Hardly a year goes by without a disappointing trip to Gloucester. Why, oh why can’t it be like other modest Cathedral cities ? Never mind Salisbury, even Rochester has more GBG entries, and more to detain you.
Like Peterborough, the cathedral is the star, an absolute gem, even without the Potter trappings.
I tipped up on the first night of the Fun Fair, an annual event at which the Mayor repels the attack of craft beer,
and revellers flock to the official bar with it’s strangely unnamed offerings.
My Beer Guide newbie, the first central one for a while, is by the docks.
By the way, if I sound like I’ve got a downer on Gloucester, some disclosure is needed.
In April 2010 I parked my car in the retail park just south of those docks. In the morning I went back to fetch my son’s Nintendo DS, only to see my car hovering 20 feet in the air, held by a crane near the Burger King.

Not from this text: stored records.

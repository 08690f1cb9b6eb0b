//! Uniswap V3 subgraph reader
//!
//! Implements both reader traits over The Graph's Uniswap V3 subgraphs.
//! Subgraph numeric fields arrive as strings; everything is parsed into
//! wide integers here so no valuation code ever touches JSON.

use crate::config::{Config, Network};
use crate::error::{Error, Result};
use crate::math::tick_at_sqrt_price;
use crate::reader::{PoolState, PoolStateReader, PositionState, PositionStateReader};
use crate::tokens::{TokenMeta, TokenRegistry};
use alloy::primitives::U256;
use async_trait::async_trait;
use reqwest::Client;
use serde::Deserialize;
use serde_json::{json, Value};

const POOL_QUERY: &str = r#"
    query PoolState($id: ID!) {
        pool(id: $id) {
            tick
            sqrtPrice
            feeTier
            token0 { id symbol decimals }
            token1 { id symbol decimals }
        }
    }
"#;

const POSITION_QUERY: &str = r#"
    query PositionState($id: ID!) {
        position(id: $id) {
            liquidity
            tickLower { tickIdx }
            tickUpper { tickIdx }
            pool { id }
        }
    }
"#;

/// Reader backed by a Uniswap V3 subgraph endpoint.
pub struct GraphReader {
    client: Client,
    endpoint: String,
    registry: TokenRegistry,
}

impl GraphReader {
    /// Build a reader for the configured network's subgraph endpoint.
    pub fn from_config(config: &Config) -> Result<Self> {
        let endpoint = config.subgraphs.get(config.network)?.to_string();
        Ok(Self::new(endpoint, TokenRegistry::from_entries(&config.tokens)))
    }

    pub fn new(endpoint: String, registry: TokenRegistry) -> Self {
        Self {
            client: Client::new(),
            endpoint,
            registry,
        }
    }

    /// Convenience constructor for a network with endpoints from the
    /// environment.
    pub fn for_network(network: Network) -> Result<Self> {
        let config = Config {
            network,
            ..Config::default()
        };
        Self::from_config(&config)
    }

    /// Execute a raw GraphQL query against the subgraph.
    async fn query_subgraph(&self, query: &str, variables: Value) -> Result<Value> {
        let response = self
            .client
            .post(&self.endpoint)
            .json(&json!({
                "query": query,
                "variables": variables
            }))
            .send()
            .await
            .map_err(|e| Error::DataUnavailable(format!("subgraph request failed: {e}")))?;

        let result: GraphQlResponse = response
            .json()
            .await
            .map_err(|e| Error::DataUnavailable(format!("bad subgraph response: {e}")))?;

        if let Some(errors) = result.errors {
            return Err(Error::DataUnavailable(format!(
                "subgraph errors: {errors:?}"
            )));
        }
        result
            .data
            .ok_or_else(|| Error::DataUnavailable("no data in subgraph response".to_string()))
    }

    fn token_meta(&self, token: &GqlToken) -> TokenMeta {
        match token.decimals.parse::<u8>() {
            Ok(decimals) => TokenMeta::new(token.symbol.clone(), decimals),
            // Malformed decimals on the subgraph side; fall back to the
            // configured registry before giving up on scaling.
            Err(_) => self.registry.get_or_unknown(&token.id),
        }
    }
}

#[async_trait]
impl PoolStateReader for GraphReader {
    async fn pool_state(&self, pool_id: &str) -> Result<PoolState> {
        let variables = json!({ "id": pool_id.to_lowercase() });
        let data = self.query_subgraph(POOL_QUERY, variables).await?;

        let pool: GqlPool = match data.get("pool") {
            Some(value) if !value.is_null() => serde_json::from_value(value.clone())?,
            _ => {
                return Err(Error::DataUnavailable(format!(
                    "pool {pool_id} not found in subgraph"
                )))
            }
        };

        let current_tick = parse_num::<i32>("pool tick", &pool.tick)?;
        let sqrt_price_x96 = parse_u256("pool sqrtPrice", &pool.sqrt_price)?;

        // sqrtPrice is authoritative; warn if the reported tick disagrees
        // with the one it implies.
        if let Ok(derived) = tick_at_sqrt_price(sqrt_price_x96) {
            if derived != current_tick {
                tracing::warn!(
                    pool = pool_id,
                    reported = current_tick,
                    derived,
                    "pool tick disagrees with sqrt price"
                );
            }
        }

        Ok(PoolState {
            current_tick,
            sqrt_price_x96,
            token0: self.token_meta(&pool.token0),
            token1: self.token_meta(&pool.token1),
            fee_tier: parse_num::<u32>("pool feeTier", &pool.fee_tier)?,
        })
    }
}

#[async_trait]
impl PositionStateReader for GraphReader {
    async fn position_state(&self, position_id: &str) -> Result<PositionState> {
        let variables = json!({ "id": position_id });
        let data = self.query_subgraph(POSITION_QUERY, variables).await?;

        let position: GqlPosition = match data.get("position") {
            Some(value) if !value.is_null() => serde_json::from_value(value.clone())?,
            _ => {
                return Err(Error::DataUnavailable(format!(
                    "position {position_id} not found in subgraph"
                )))
            }
        };

        Ok(PositionState {
            pool_id: position.pool.id,
            tick_lower: parse_num::<i32>("tickLower", &position.tick_lower.tick_idx)?,
            tick_upper: parse_num::<i32>("tickUpper", &position.tick_upper.tick_idx)?,
            liquidity: parse_num::<u128>("liquidity", &position.liquidity)?,
            // The subgraph does not expose uncollected fees; they require
            // fee-growth accounting against on-chain state.
            uncollected_fees0: None,
            uncollected_fees1: None,
        })
    }
}

fn parse_num<T: std::str::FromStr>(what: &str, raw: &str) -> Result<T> {
    raw.parse::<T>()
        .map_err(|_| Error::DataUnavailable(format!("unparseable {what}: {raw:?}")))
}

fn parse_u256(what: &str, raw: &str) -> Result<U256> {
    raw.parse::<U256>()
        .map_err(|_| Error::DataUnavailable(format!("unparseable {what}: {raw:?}")))
}

/// GraphQL response envelope
#[derive(Debug, Deserialize)]
struct GraphQlResponse {
    data: Option<Value>,
    errors: Option<Vec<GraphQlError>>,
}

#[derive(Debug, Deserialize)]
struct GraphQlError {
    #[allow(dead_code)]
    message: String,
}

#[derive(Debug, Deserialize)]
struct GqlToken {
    id: String,
    symbol: String,
    decimals: String,
}

#[derive(Debug, Deserialize)]
struct GqlPool {
    tick: String,
    #[serde(rename = "sqrtPrice")]
    sqrt_price: String,
    #[serde(rename = "feeTier")]
    fee_tier: String,
    token0: GqlToken,
    token1: GqlToken,
}

#[derive(Debug, Deserialize)]
struct GqlTickRef {
    #[serde(rename = "tickIdx")]
    tick_idx: String,
}

#[derive(Debug, Deserialize)]
struct GqlPoolRef {
    id: String,
}

#[derive(Debug, Deserialize)]
struct GqlPosition {
    liquidity: String,
    #[serde(rename = "tickLower")]
    tick_lower: GqlTickRef,
    #[serde(rename = "tickUpper")]
    tick_upper: GqlTickRef,
    pool: GqlPoolRef,
}

#[cfg(test)]
mod tests {
    use super::*;

    #[test]
    fn test_parse_pool_payload() {
        let value = json!({
            "tick": "201450",
            "sqrtPrice": "1885798694538206627812315221647643",
            "feeTier": "500",
            "token0": { "id": "0xusdc", "symbol": "USDC", "decimals": "6" },
            "token1": { "id": "0xweth", "symbol": "WETH", "decimals": "18" }
        });
        let pool: GqlPool = serde_json::from_value(value).unwrap();
        assert_eq!(parse_num::<i32>("tick", &pool.tick).unwrap(), 201450);
        assert_eq!(pool.token0.symbol, "USDC");
    }

    #[test]
    fn test_parse_position_payload() {
        let value = json!({
            "liquidity": "340282366920938463463",
            "tickLower": { "tickIdx": "-887220" },
            "tickUpper": { "tickIdx": "887220" },
            "pool": { "id": "0xpool" }
        });
        let position: GqlPosition = serde_json::from_value(value).unwrap();
        assert_eq!(
            parse_num::<u128>("liquidity", &position.liquidity).unwrap(),
            340282366920938463463u128
        );
        assert_eq!(
            parse_num::<i32>("tickLower", &position.tick_lower.tick_idx).unwrap(),
            -887220
        );
    }

    #[test]
    fn test_unparseable_field_is_data_unavailable() {
        assert!(matches!(
            parse_num::<i32>("tick", "not-a-number"),
            Err(Error::DataUnavailable(_))
        ));
    }
}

Yes, parked in contravention of the rules, £255 or your car goes off to the crusher (or a depot in Avonmouth, arguably worse). A seven year old screaming “Don’t crush my DS !”. As I recall, Mrs RM laughed.

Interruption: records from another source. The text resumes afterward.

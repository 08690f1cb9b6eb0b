//! Risk scoring for individual positions
//!
//! Maps a position's range status and edge distance to a discrete risk
//! level and a 0-100 urgency score used to prioritize operator attention.
//! Concentration rates how narrow the range is; it is a property of the
//! position's design, not its current health, and is reported separately.

use crate::range::RangeStatus;
use serde::{Deserialize, Serialize};

/// How urgently a position needs attention.
#[derive(Debug, Clone, Copy, PartialEq, Eq, PartialOrd, Ord, Hash, Serialize, Deserialize)]
#[serde(rename_all = "UPPERCASE")]
pub enum RiskLevel {
    Low,
    Medium,
    High,
    Critical,
}

impl RiskLevel {
    pub fn name(&self) -> &'static str {
        match self {
            RiskLevel::Low => "LOW",
            RiskLevel::Medium => "MEDIUM",
            RiskLevel::High => "HIGH",
            RiskLevel::Critical => "CRITICAL",
        }
    }
}

/// How narrow the position's range is.
#[derive(Debug, Clone, Copy, PartialEq, Eq, PartialOrd, Ord, Serialize, Deserialize)]
#[serde(rename_all = "UPPERCASE")]
pub enum Concentration {
    Low,
    Medium,
    High,
}

impl Concentration {
    pub fn name(&self) -> &'static str {
        match self {
            Concentration::Low => "LOW",
            Concentration::Medium => "MEDIUM",
            Concentration::High => "HIGH",
        }
    }
}

/// Risk verdict for one position.
#[derive(Debug, Clone, Copy, PartialEq, Serialize)]
pub struct RiskAssessment {
    pub risk_level: RiskLevel,
    /// 0-100; higher means rebalance sooner.
    pub urgency_score: u8,
    pub concentration: Concentration,
}

/// Scores a position from its range status and range width in ticks.
///
/// The urgency ladder is evaluated in strict precedence order: out of
/// range dominates everything, then progressively wider edge-distance
/// bands step the score down.
pub fn assess(status: &RangeStatus, range_width: i32) -> RiskAssessment {
    let (risk_level, urgency_score) = match status.edge_distance_percent {
        None => (RiskLevel::Critical, 100),
        Some(d) if d < 5.0 => (RiskLevel::High, 90),
        Some(d) if d < 10.0 => (RiskLevel::High, 70),
        Some(d) if d < 15.0 => (RiskLevel::Medium, 50),
        Some(d) if d < 20.0 => (RiskLevel::Medium, 30),
        Some(_) => (RiskLevel::Low, 10),
    };
    RiskAssessment {
        risk_level,
        urgency_score,
        concentration: concentration_for_width(range_width),
    }
}

/// Concentration from range width alone: narrower ranges earn more fees
/// per unit of capital but fall out of range faster.
pub fn concentration_for_width(range_width: i32) -> Concentration {
    if range_width < 500 {
        Concentration::High
    } else if range_width < 1000 {
        Concentration::Medium
    } else {
        Concentration::Low
    }
}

To be fair, the revitalised Dock area is perfectly pleasant, but lacks the sparkle of maritime Portsmouth or Bristol.
Full marks to the cheery and engaging staff, who seemed pleased to serve me. Perhaps because of their enthusiasm, they were selling a lot of beer. Some upholstered bench seating makes it feel decently pubby, though I was confined to the high tables.
A shame the Gloucester beer was served in a Bud glass, and their homebrew wasn’t sensational either. The keg Sourpuss almost was.

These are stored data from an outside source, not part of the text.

//! Liquidity-to-amounts valuation
//!
//! Converts a position's liquidity magnitude and tick range, together with
//! the pool's current sqrt-price, into the two token quantities the
//! position currently represents. All arithmetic runs on wide integers
//! with floor division; truncation is deliberate so holdings are never
//! overstated. Conversion to human-scaled decimals happens strictly at the
//! formatting boundary.

use crate::error::{Error, Result};
use crate::math::{sqrt_price_at_tick, MAX_TICK, MIN_TICK};
use alloy::primitives::{U256, U512};

const RESOLUTION: usize = 96;

/// Raw token quantities represented by a position at the current price.
#[derive(Debug, Clone, Copy, PartialEq, Eq)]
pub struct TokenAmounts {
    pub amount0: U256,
    pub amount1: U256,
}

impl TokenAmounts {
    pub const ZERO: Self = Self {
        amount0: U256::ZERO,
        amount1: U256::ZERO,
    };
}

/// Computes the token amounts for `liquidity` deployed over
/// `[tick_lower, tick_upper)` with the pool at `current_tick` /
/// `sqrt_price_x96`.
///
/// Pure: identical inputs always produce bit-identical output.
///
/// - below range (`current_tick < tick_lower`): all value in token0
/// - at/above upper (`current_tick >= tick_upper`): all value in token1
/// - in range: a mix of both, varying continuously with price
pub fn token_amounts(
    liquidity: u128,
    tick_lower: i32,
    tick_upper: i32,
    current_tick: i32,
    sqrt_price_x96: U256,
) -> Result<TokenAmounts> {
    if tick_lower >= tick_upper {
        return Err(Error::InvalidRange {
            lower: tick_lower,
            upper: tick_upper,
        });
    }
    if !(MIN_TICK..=MAX_TICK).contains(&current_tick) {
        return Err(Error::TickOutOfDomain(current_tick));
    }
    if liquidity == 0 {
        return Ok(TokenAmounts::ZERO);
    }

    let sqrt_lower = sqrt_price_at_tick(tick_lower)?;
    let sqrt_upper = sqrt_price_at_tick(tick_upper)?;

    if current_tick < tick_lower {
        Ok(TokenAmounts {
            amount0: amount0_delta(liquidity, sqrt_lower, sqrt_upper)?,
            amount1: U256::ZERO,
        })
    } else if current_tick >= tick_upper {
        Ok(TokenAmounts {
            amount0: U256::ZERO,
            amount1: amount1_delta(liquidity, sqrt_lower, sqrt_upper)?,
        })
    } else {
        // Inconsistent pool data can report a tick inside the range while
        // the sqrt-price sits outside it; clamp so the deltas cannot
        // underflow.
        let sqrt_current = sqrt_price_x96.clamp(sqrt_lower, sqrt_upper);
        Ok(TokenAmounts {
            amount0: amount0_delta(liquidity, sqrt_current, sqrt_upper)?,
            amount1: amount1_delta(liquidity, sqrt_lower, sqrt_current)?,
        })
    }
}

/// Token0 owed between two sqrt-prices:
/// `floor(floor((L << 96) * (sb - sa) / sb) / sa)`. The two-step floor
/// matches the reference SqrtPriceMath round-down path.
fn amount0_delta(liquidity: u128, sqrt_a: U256, sqrt_b: U256) -> Result<U256> {
    debug_assert!(sqrt_a <= sqrt_b);
    if sqrt_a.is_zero() {
        return Err(Error::Overflow);
    }
    let numerator = (U512::from(liquidity) << RESOLUTION) * U512::from(sqrt_b - sqrt_a);
    narrow(numerator / U512::from(sqrt_b) / U512::from(sqrt_a))
}

/// Token1 owed between two sqrt-prices: `floor(L * (sb - sa) / 2^96)`.
fn amount1_delta(liquidity: u128, sqrt_a: U256, sqrt_b: U256) -> Result<U256> {
    debug_assert!(sqrt_a <= sqrt_b);
    narrow((U512::from(liquidity) * U512::from(sqrt_b - sqrt_a)) >> RESOLUTION)
}

/// Narrows a wide intermediate back to `U256`, failing on overflow.
fn narrow(wide: U512) -> Result<U256> {
    let limbs = wide.as_limbs();
    if limbs[4..].iter().any(|&l| l != 0) {
        return Err(Error::Overflow);
    }
    Ok(U256::from_limbs([limbs[0], limbs[1], limbs[2], limbs[3]]))
}

/// Formats a raw integer amount as a human-scaled decimal string.
///
/// Pure integer division/remainder: the fractional part is truncated,
/// never rounded up, and trailing zeros are trimmed.
pub fn format_token_amount(raw: U256, decimals: u8) -> String {
    if decimals == 0 {
        return raw.to_string();
    }
    let scale = U256::from(10u8).pow(U256::from(decimals));
    let whole = raw / scale;
    let frac = raw % scale;
    if frac.is_zero() {
        return whole.to_string();
    }
    let frac = format!("{:0>width$}", frac, width = decimals as usize);
    let frac = frac.trim_end_matches('0');
    format!("{whole}.{frac}")
}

A 1981 soundtrack of “Romeo and Juliet” and “Bette Davis Eyes” and good cheapish burger compensated for an inability to discern any interesting banter among the young professionals.
The Spoons next door (complete with pizza oven) was bustling too, perhaps the busiest I’ve seen pubs in Gloucester.
In sharp contrast, Sam Smith’s restored Robert Raikes’s House is worryingly quiet on Saturday evening, as it was in 2010 on the night before CarCrushGate.
On that occasion I was fleeced for £4.55 for one of their small fruit beers, which made the cost of getting my car back seem quite reasonable.
The OBB was less than £3, and excellent (NBSS 3.5). I took it on a tour of the empty rooms.
Tellingly, the kitchen had closed at 6pm. I don’t know how it survives.
As the drizzle descended, Gloucester became a ghost town.
I trudged on through the rain, looking for street art.
Oddly, I then warmed to it. As usual, you just need to look up.
What else can I say ? The highest incidence of smokers I’ve seen anywhere outside Salford, and an essential visit to understand the vagaries of 1960s planning.